Y.E.S. News

Omega-3 Fatty Acids

Omega-3 fatty acids are essential fatty acids that our bodies cannot produce on their own. Therefore, in order to maintain adequate levels we must consume them from food or supplements.

We need omega-3 fatty acids, which are polyunsaturated fats, to help build cell membranes in the brain and make hormones that regulate inflammation, contraction and relaxation of artery walls and help prevent blood clotting. Consequently, they are associated with protecting us against heart disease and aiding healthy brain and eye development.

The good news is that omega-3 fatty acids are found in a variety of foods. Fish: such as salmon, tuna, and trout; walnuts, canola oil, flaxseeds and leafy green vegetables all contain the essential nutrient.
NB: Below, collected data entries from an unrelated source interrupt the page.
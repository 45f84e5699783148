use image::imageops::{self, FilterType};
use image::RgbImage;
use sentinel_common::config::DetectorConfig;
use tract_onnx::prelude::tract_ndarray::ArrayViewD;
use tract_onnx::prelude::*;
use tracing::{debug, info};

use super::{
    non_max_suppression, ClassNames, DetectError, DetectionAdapter, RawBox, RawDetection,
};

/// YOLOv8 ONNX model run on the CPU with tract.
///
/// The frame is stretched to the model input, so reported boxes are scaled
/// back per axis into the frame the caller passed in.
pub struct TractDetector {
    model: TypedRunnableModel<TypedModel>,
    input_width: u32,
    input_height: u32,
    confidence: f32,
    iou: f32,
    names: ClassNames,
}

impl TractDetector {
    pub fn from_config(config: &DetectorConfig, names: ClassNames) -> Result<Self, DetectError> {
        let path = config
            .model_path
            .as_deref()
            .ok_or_else(|| DetectError::Load("detector.model_path is required for tract".into()))?;
        let (width, height) = (config.input_width, config.input_height);

        let model = tract_onnx::onnx()
            .model_for_path(path)
            .map_err(|e| DetectError::Load(format!("{path}: {e}")))?
            .with_input_fact(
                0,
                InferenceFact::dt_shape(
                    f32::datum_type(),
                    tvec!(1, 3, height as usize, width as usize),
                ),
            )
            .map_err(|e| DetectError::Load(e.to_string()))?
            .into_optimized()
            .map_err(|e| DetectError::Load(e.to_string()))?
            .into_runnable()
            .map_err(|e| DetectError::Load(e.to_string()))?;

        info!(path, width, height, "loaded ONNX model");
        Ok(Self {
            model,
            input_width: width,
            input_height: height,
            confidence: config.confidence,
            iou: config.iou,
            names,
        })
    }

    fn build_input(&self, frame: &RgbImage) -> Tensor {
        let (width, height) = (self.input_width, self.input_height);
        let resized = imageops::resize(frame, width, height, FilterType::Triangle);
        tract_ndarray::Array4::from_shape_fn(
            (1, 3, self.input_height as usize, self.input_width as usize),
            |(_, channel, y, x)| resized.get_pixel(x as u32, y as u32)[channel] as f32 / 255.0,
        )
        .into_tensor()
    }
}

/// Decode a YOLOv8 output of layout `[1, 4 + classes, anchors]`: cx, cy, w, h
/// followed by one score per class. Each anchor keeps its best class; boxes
/// under `confidence` are dropped, the rest are scaled per axis into frame
/// coordinates and passed through per-class NMS.
pub fn decode_output(
    view: ArrayViewD<'_, f32>,
    confidence: f32,
    iou: f32,
    scale_x: f32,
    scale_y: f32,
) -> Result<Vec<RawDetection>, DetectError> {
    let shape = view.shape();
    if shape.len() != 3 || shape[0] != 1 || shape[1] <= 4 {
        return Err(DetectError::Inference(format!("unexpected output shape {shape:?}")));
    }
    let (rows, anchors) = (shape[1], shape[2]);

    let mut detections = Vec::new();
    for anchor in 0..anchors {
        let (class_id, score) = (4..rows)
            .map(|row| (row - 4, view[[0, row, anchor]]))
            .fold((0, f32::MIN), |best, cur| if cur.1 > best.1 { cur } else { best });
        if score < confidence {
            continue;
        }

        let cx = view[[0, 0, anchor]];
        let cy = view[[0, 1, anchor]];
        let w = view[[0, 2, anchor]];
        let h = view[[0, 3, anchor]];
        detections.push(RawDetection {
            class_id: class_id as u32,
            confidence: score,
            bbox: RawBox {
                x1: (cx - w / 2.0) * scale_x,
                y1: (cy - h / 2.0) * scale_y,
                x2: (cx + w / 2.0) * scale_x,
                y2: (cy + h / 2.0) * scale_y,
            },
        });
    }

    non_max_suppression(&mut detections, iou);
    Ok(detections)
}

impl DetectionAdapter for TractDetector {
    fn name(&self) -> &str {
        "tract"
    }

    fn detect(&mut self, frame: &RgbImage) -> Result<Vec<RawDetection>, DetectError> {
        if frame.width() == 0 || frame.height() == 0 {
            return Err(DetectError::Input("empty frame".into()));
        }
        let input = self.build_input(frame);
        let outputs = self
            .model
            .run(tvec!(input.into()))
            .map_err(|e| DetectError::Inference(e.to_string()))?;
        let output = outputs
            .first()
            .ok_or_else(|| DetectError::Inference("model produced no outputs".into()))?;

        let scale_x = frame.width() as f32 / self.input_width as f32;
        let scale_y = frame.height() as f32 / self.input_height as f32;
        let view = output
            .to_array_view::<f32>()
            .map_err(|e| DetectError::Inference(format!("output tensor was not f32: {e}")))?;
        let detections = decode_output(view, self.confidence, self.iou, scale_x, scale_y)?;
        debug!(count = detections.len(), "tract inference");
        Ok(detections)
    }

    fn class_name(&self, class_id: u32) -> Option<&str> {
        self.names.get(class_id)
    }
}
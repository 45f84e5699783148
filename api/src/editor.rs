use sentinel_common::{StopSignal, TaskHandle};
use sentinel_vision::{ZoneDefinition, ZoneEditError, ZoneEditorState, ZoneEvent, ZoneView};
use tokio::sync::{mpsc, oneshot, watch};
use tracing::info;

const EVENT_QUEUE: usize = 32;

#[derive(Debug, thiserror::Error)]
pub enum EditorError {
    #[error(transparent)]
    Rejected(#[from] ZoneEditError),
    #[error("zone editor is not running")]
    Closed,
}

struct EditRequest {
    event: ZoneEvent,
    reply: oneshot::Sender<Result<ZoneView, ZoneEditError>>,
}

/// Client side of the zone editor task.
#[derive(Clone)]
pub struct ZoneEditorHandle {
    events: mpsc::Sender<EditRequest>,
    view: watch::Receiver<ZoneView>,
}

impl ZoneEditorHandle {
    /// Apply one event and return the resulting view.
    pub async fn send(&self, event: ZoneEvent) -> Result<ZoneView, EditorError> {
        let (reply, rx) = oneshot::channel();
        self.events
            .send(EditRequest { event, reply })
            .await
            .map_err(|_| EditorError::Closed)?;
        let outcome = rx.await.map_err(|_| EditorError::Closed)?;
        Ok(outcome?)
    }

    pub fn view(&self) -> ZoneView {
        self.view.borrow().clone()
    }

    pub fn subscribe(&self) -> watch::Receiver<ZoneView> {
        self.view.clone()
    }
}

/// Start the task that owns the zone state. Every accepted event publishes a
/// fresh [`ZoneView`].
pub fn spawn_editor(initial: Option<ZoneDefinition>) -> (ZoneEditorHandle, TaskHandle) {
    let state = ZoneEditorState::new(initial);
    let (view_tx, view_rx) = watch::channel(state.view().clone());
    let (events_tx, events_rx) = mpsc::channel(EVENT_QUEUE);

    let task = TaskHandle::spawn("zone-editor", move |stop| run(state, events_rx, view_tx, stop));
    let handle = ZoneEditorHandle {
        events: events_tx,
        view: view_rx,
    };
    (handle, task)
}

async fn run(
    mut state: ZoneEditorState,
    mut events: mpsc::Receiver<EditRequest>,
    view_tx: watch::Sender<ZoneView>,
    mut stop: StopSignal,
) {
    loop {
        let request = tokio::select! {
            _ = stop.stopped() => break,
            request = events.recv() => match request {
                Some(request) => request,
                None => break,
            },
        };

        let outcome = state.apply(request.event).map(|()| {
            let view = state.view().clone();
            view_tx.send_replace(view.clone());
            view
        });
        // The requester may have gone away; the edit stands either way
        let _ = request.reply.send(outcome);
    }
    info!("zone editor stopped");
}

#[cfg(test)]
mod tests {
    use super::*;
    use sentinel_vision::geometry::{Point, Rect};

    #[tokio::test]
    async fn accepted_events_reach_watchers() {
        let (editor, mut task) = spawn_editor(None);
        let mut watcher = editor.subscribe();

        for (x, y) in [(0, 0), (100, 0), (50, 80)] {
            editor.send(ZoneEvent::PointAdded(Point::new(x, y))).await.unwrap();
        }
        let view = editor.send(ZoneEvent::ZoneFinalized).await.unwrap();
        assert!(view.active.is_some());

        watcher.changed().await.unwrap();
        assert!(watcher.borrow_and_update().active.is_some());
        task.stop().await;
    }

    #[tokio::test]
    async fn rejected_event_leaves_view_alone() {
        let rect = ZoneDefinition::Rectangle(Rect::new(0, 0, 10, 10));
        let (editor, mut task) = spawn_editor(Some(rect.clone()));

        let err = editor
            .send(ZoneEvent::PointAdded(Point::new(1, 1)))
            .await
            .unwrap_err();
        assert!(matches!(err, EditorError::Rejected(ZoneEditError::ZoneActive)));
        assert_eq!(editor.view().active, Some(rect));
        task.stop().await;
    }

    #[tokio::test]
    async fn send_after_stop_reports_closed() {
        let (editor, mut task) = spawn_editor(None);
        task.stop().await;
        let err = editor.send(ZoneEvent::ZoneCleared).await.unwrap_err();
        assert!(matches!(err, EditorError::Closed));
    }
}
There are three types of omega–3 fatty acids: eicosapentaenoic acid (EPA), docosahexaenoic acid (DHA) and alpha-linolenic acid (ALA). EPA and DHA are also known as the marine omega-3 because they are found primarily in fish, while ALA is referred to as the plant omega-3 since it is found almost exclusively in nuts and vegetables.

EPA and DHA are the most biologically active and, as a result, are considered the most valuable. ALA is still beneficial, but the body must convert it to EPA or DHA before it can provide any sort of benefits. Therefore, obtaining omega-3 fatty acids from fatty fish is considered the gold standard.
Research indicates that the best way to obtain the protective benefits of omega-3 fatty acids is through food sources, not supplements. But if you cannot eat enough fish, or choose not to, you can still reap the benefits by making sure you include plenty of plant omega-3 sources in your diet.

There is no recommended daily intake for omega-3 fatty acids, but the American Heart Association recommends that healthy adults consume 500 milligrams per day, which works out to at least 2 servings of fatty fish per week.